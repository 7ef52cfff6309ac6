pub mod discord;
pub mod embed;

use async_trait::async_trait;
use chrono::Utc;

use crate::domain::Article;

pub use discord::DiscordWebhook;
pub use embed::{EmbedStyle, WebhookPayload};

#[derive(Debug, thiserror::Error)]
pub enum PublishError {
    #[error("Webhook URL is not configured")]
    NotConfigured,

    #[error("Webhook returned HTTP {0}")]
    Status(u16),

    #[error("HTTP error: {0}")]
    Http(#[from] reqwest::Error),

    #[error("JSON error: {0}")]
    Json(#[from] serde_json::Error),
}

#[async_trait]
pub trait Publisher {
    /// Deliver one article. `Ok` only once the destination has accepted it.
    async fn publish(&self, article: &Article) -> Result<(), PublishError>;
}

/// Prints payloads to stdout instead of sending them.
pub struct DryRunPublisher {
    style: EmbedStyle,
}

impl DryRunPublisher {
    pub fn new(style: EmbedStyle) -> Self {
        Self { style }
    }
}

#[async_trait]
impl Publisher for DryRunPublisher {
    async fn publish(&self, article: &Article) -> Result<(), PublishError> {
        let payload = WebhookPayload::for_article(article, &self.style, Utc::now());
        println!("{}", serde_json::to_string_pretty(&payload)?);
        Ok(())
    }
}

☆ ☆ ☆

- **About this exercise**:
After reading the records above, transcribe them verbatim.

- **Written solution**:
repository 7ef52cfff6309ac6
pub mod discord;
pub mod embed;

use async_trait::async_trait;
use chrono::Utc;

use crate::domain::Article;

pub use discord::DiscordWebhook;
pub use embed::{EmbedStyle, WebhookPayload};

#[derive(Debug, thiserror::Error)]
pub enum PublishError {
    #[error("Webhook URL is not configured")]
    NotConfigured,

    #[error("Webhook returned HTTP {0}")]
    Status(u16),

    #[error("HTTP error: {0}")]
    Http(#[from] reqwest::Error),

    #[error("JSON error: {0}")]
    Json(#[from] serde_json::Error),
}

#[async_trait]
pub trait Publisher {
    /// Deliver one article. `Ok` only once the destination has accepted it.
    async fn publish(&self, article: &Article) -> Result<(), PublishError>;
}

/// Prints payloads to stdout instead of sending them.
pub struct DryRunPublisher {
    style: EmbedStyle,
}

impl DryRunPublisher {
    pub fn new(style: EmbedStyle) -> Self {
        Self { style }
    }
}

#[async_trait]
impl Publisher for DryRunPublisher {
    async fn publish(&self, article: &Article) -> Result<(), PublishError> {
        let payload = WebhookPayload::for_article(article, &self.style, Utc::now());
        println!("{}", serde_json::to_string_pretty(&payload)?);
        Ok(())
    }
}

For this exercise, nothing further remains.